# Versicherung hilft bei Unfallkleidung?



## Rennradlerjäger (6. Oktober 2009)

Meine Damen und Herren,
wie soll ich anfangen? 
vielleicht so: Nach etlichen Marathons im heimischen Sauerland wollte ich mir eine alpine Veranstaltung quasi als Saisonabschluss gönnen. Und ausgerechnet beim Jahreshighlight hat es mich dermaßen auf die Nase gehauen. Es geschah in Oberstdorf. Nun zu meiner Anfrage. Der Rennarzt sah die Notwendigkeit, mir bei der Erstversorgung die Klamotten zu zerschneiden. (Assos-Hose; Maloja-Trikot). Also, dass mir jetzt keiner vorhält, ich würde den Ernst der Lage verkennen. Ich möchte nicht ansatzweise undankbar ersscheinen. Das Erste-Hilfe-Team (Bergrettung) war sich gewiss jedes Handgriffes bewusst. Ich bin auch wirklich beeindruckt und dankbar für die ärztliche Versorgung. Aber gibt es denn womöglich eine Versicherung, sei es meine eigene oder die des Veranstalters oder welche auch immer, die man für die defekten Bikeklamotten angraben könnte? Überrascht mich mit hilfreichen Beiträgen.


----------



## flyingscot (7. Oktober 2009)

Bei solchen Rennveranstaltungen ist es meist sogar andersherum: viele Versicherungen, wie z.B. die persönliche, private Haftpflicht zahlen nicht für Schäden dritter.
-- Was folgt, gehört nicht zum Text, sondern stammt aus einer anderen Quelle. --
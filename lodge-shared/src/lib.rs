pub mod models;
pub mod pii;

pub use models::booking::{Booking, BookingFilter, BookingPage, BookingStatus, GuestInfoUpdate, NewBooking};
pub use models::booking_room::{BookingRoom, BookingRoomWithLock, NewBookingRoom};
pub use models::room_lock::{NewRoomLock, RoomLock, StayRange};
Dein Schaden hin oder her, aber gut dass du bei dem Sturz niemand umgenietet hast...


----------



## MTB-News.de




----------



## juchhu (7. Oktober 2009)

Rennradlerjäger schrieb:


> Meine Damen und Herren,
> wie soll ich anfangen?
> vielleicht so: Nach etlichen Marathons im heimischen Sauerland wollte ich mir eine alpine Veranstaltung quasi als Saisonabschluss gönnen. *Und ausgerechnet beim Jahreshighlight hat es mich dermaßen auf die Nase gehauen. *Es geschah in Oberstdorf. Nun zu meiner Anfrage. Der Rennarzt sah die Notwendigkeit, mir bei der Erstversorgung die Klamotten zu zerschneiden. (Assos-Hose; Maloja-Trikot). Also, dass mir jetzt keiner vorhält, ich würde den Ernst der Lage verkennen. Ich möchte nicht ansatzweise undankbar ersscheinen. Das Erste-Hilfe-Team (Bergrettung) war sich gewiss jedes Handgriffes bewusst. Ich bin auch wirklich beeindruckt und dankbar für die ärztliche Versorgung. Aber gibt es denn womöglich eine Versicherung, sei es meine eigene oder die des Veranstalters oder welche auch immer, die man für die defekten Bikeklamotten angraben könnte? Überrascht mich mit hilfreichen Beiträgen.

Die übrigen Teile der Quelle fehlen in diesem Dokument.